Hawke and Keating dramatically reduced the size of the welfare bill, introducing the then unpopular assets and activity tests. In fact, it can be said that the Hawke-Keating project was a lot more than just liberalising markets, important as this was. Their true legacy was diverting resources and capital from the public sector to the private sector - shrinking government and removing distortions that prevent resources being directed to their most productive ends. Labor in 2005 needs to get this and build on it.

There are plenty of good reasons Labor should align the tax rates. The 12 cent and 17 cent difference between the top two rates and the company rate is a recipe for tax avoidance and shuffling. In today's world, paying more than the company tax rate of 30 per cent is optional. After you've gone beyond that threshold, you merely incorporate and be done with it.

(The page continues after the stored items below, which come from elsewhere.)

pub mod appointments;
pub mod checkout;
pub mod clients;
pub mod export;
pub mod health;
pub mod inventory;
pub mod professionals;
pub mod reports;
pub mod services;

No amount of complicated rules and architecture around the alienation of personal services income will help stem the tide. The view that the tax system is progressive is illusionary, given modern work patterns of independent consultants and contractors - all enjoying the company rate.

Moreover, the gap between the two rates is a gift to the conservatives - their industrial-relations framework hangs off it. The tide to non-union agreements and working arrangements is fuelled by workers wanting to lower their tax obligations through incorporation. Labor can cut right through on industrial relations by guaranteeing that all workers, irrespective of their working arrangements, will pay no more than 30 cent in the dollar tax.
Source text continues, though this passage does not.